DEPDC1B regulates the progression of human chordoma through UBE2T-mediated ubiquitination of BIRC5.

Chordoma is a rare bone malignancy with a high rate of local recurrence and distant metastasis. Although DEP domain-containing protein 1B (DEPDC1B) is implicated in a variety of malignancies, its relationship with chordoma is unclear. In this study, the biological role and molecular mechanism of DEPDC1B in chordoma were explored. The function of DEPDC1B in chordoma cells was clarified through loss-of-function assays in vitro and in vivo. Furthermore, molecular mechanism of DEPDC1B in chordoma cells was recognized by RNA sequencing and Co-Immunoprecipitation (Co-IP) assay. The malignant behaviors of DEPDC1B knockdown chordoma cells was significantly inhibited, which was characterized by reduced proliferation, enhanced apoptosis, and hindered migration. Consistently, decreased expression of DEPDC1B suppressed tumor growth in xenograft mice.
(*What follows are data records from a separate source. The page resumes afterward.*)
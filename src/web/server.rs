use axum::{
    http::{header, Method},
    Router,
};
use log::info;
use std::net::SocketAddr;
use tower::ServiceBuilder;
use tower_http::{
    cors::{Any, CorsLayer},
    trace::TraceLayer,
};

use crate::web::api::{create_router, AppState};

/// Configuration for the web server
#[derive(Debug, Clone)]
pub struct ServerConfig {
    pub port: u16,
    pub enable_cors: bool,
}

impl Default for ServerConfig {
    fn default() -> Self {
        Self {
            port: 3005,
            enable_cors: true,
        }
    }
}

/// Start the web server with the default configuration
pub async fn start_server(port: u16) -> Result<(), Box<dyn std::error::Error>> {
    start_server_with_config(ServerConfig {
        port,
        ..Default::default()
    })
    .await
}

/// Start the web server with custom configuration
pub async fn start_server_with_config(
    config: ServerConfig,
) -> Result<(), Box<dyn std::error::Error>> {
    let app_state = AppState::new();

    let mut app = Router::new()
        .merge(create_router())
        .layer(ServiceBuilder::new().layer(TraceLayer::new_for_http()).into_inner())
        .with_state(app_state);

    if config.enable_cors {
        let cors = CorsLayer::new()
            .allow_origin(Any)
            .allow_methods([Method::GET, Method::POST])
            .allow_headers([header::CONTENT_TYPE]);
        app = app.layer(cors);
    }

    let addr = SocketAddr::from(([127, 0, 0, 1], config.port));
    info!("shortest-path service listening on http://{}", addr);

    let listener = tokio::net::TcpListener::bind(addr).await?;
    axum::serve(listener, app).await?;

    Ok(())
}
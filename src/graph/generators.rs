use rand::prelude::*;
use rand::rngs::StdRng;
use std::collections::HashSet;

use crate::graph::builder::{EdgeSpec, GraphInput};

/// Generates a uniform random directed graph with `n` vertices and `m`
/// distinct non-self-loop edges, weights drawn from `[1.0, 100.0)`.
pub fn random_sparse(n: usize, m: usize, seed: u64) -> GraphInput {
    assert!(n >= 2, "need at least two vertices");
    let m = m.min(n * (n - 1));
    let mut rng = StdRng::seed_from_u64(seed);
    let mut used = HashSet::new();
    let mut edges = Vec::with_capacity(m);

    while edges.len() < m {
        let u = rng.gen_range(0..n);
        let v = rng.gen_range(0..n);
        if u == v {
            continue;
        }
        if used.insert((u, v)) {
            edges.push(EdgeSpec {
                u,
                v,
                w: rng.gen_range(1.0..100.0),
            });
        }
    }

    GraphInput::EdgeList {
        n,
        edges,
        directed: true,
    }
}

/// Generates a Barabási-Albert scale-free graph with `n` vertices and `m`
/// edges per new vertex, using preferential attachment.
pub fn scale_free(n: usize, m: usize, seed: u64) -> GraphInput {
    assert!(m > 0, "m must be positive");
    assert!(n > m, "n must be greater than m");

    let mut rng = StdRng::seed_from_u64(seed);
    let mut edges = Vec::new();

    // Seed clique over the initial m vertices.
    for i in 0..m {
        for j in 0..m {
            if i != j {
                edges.push(EdgeSpec {
                    u: i,
                    v: j,
                    w: rng.gen_range(1.0..100.0),
                });
            }
        }
    }

    let mut degrees = vec![m.saturating_sub(1); m];
    let mut total_degree = m * m.saturating_sub(1);

    for i in m..n {
        let mut attached = HashSet::new();
        while attached.len() < m {
            let mut ticket = rng.gen_range(0..total_degree.max(1));
            let mut target = 0;
            while target + 1 < i && ticket >= degrees[target] {
                ticket -= degrees[target];
                target += 1;
            }
            if target < i && attached.insert(target) {
                edges.push(EdgeSpec {
                    u: i,
                    v: target,
                    w: rng.gen_range(1.0..100.0),
                });
                degrees[target] += 1;
                total_degree += 1;
            }
        }
        degrees.push(m);
        total_degree += m;
    }

    GraphInput::EdgeList {
        n,
        edges,
        directed: true,
    }
}

/// Generates a `width * height` grid with unit-weight edges in the four
/// cardinal directions (both ways, emitted as a directed edge list).
pub fn grid_2d(width: usize, height: usize) -> GraphInput {
    let n = width * height;
    let mut edges = Vec::with_capacity(4 * n);

    for y in 0..height {
        for x in 0..width {
            let vertex = y * width + x;
            if x + 1 < width {
                edges.push(EdgeSpec {
                    u: vertex,
                    v: vertex + 1,
                    w: 1.0,
                });
                edges.push(EdgeSpec {
                    u: vertex + 1,
                    v: vertex,
                    w: 1.0,
                });
            }
            if y + 1 < height {
                edges.push(EdgeSpec {
                    u: vertex,
                    v: vertex + width,
                    w: 1.0,
                });
                edges.push(EdgeSpec {
                    u: vertex + width,
                    v: vertex,
                    w: 1.0,
                });
            }
        }
    }

    GraphInput::EdgeList {
        n,
        edges,
        directed: true,
    }
}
Mechanically, DEPDC1B affected the ubiquitination of baculoviral inhibitor of apoptosis repeat-containing 5 (BIRC5) through ubiquitin-conjugating enzyme E2T (UBE2T). Simultaneous downregulation of BIRC5 and DEPDC1B may exacerbate the inhibitory effects of chordoma. Moreover, BIRC5 overexpression reduced the inhibitory effects of DEPDC1B knockdown in chordoma cells. In conclusion, DEPDC1B regulates the progression of human chordoma through UBE2T-mediated ubiquitination of BIRC5, suggesting that it may be a promising candidate target with potential therapeutic value.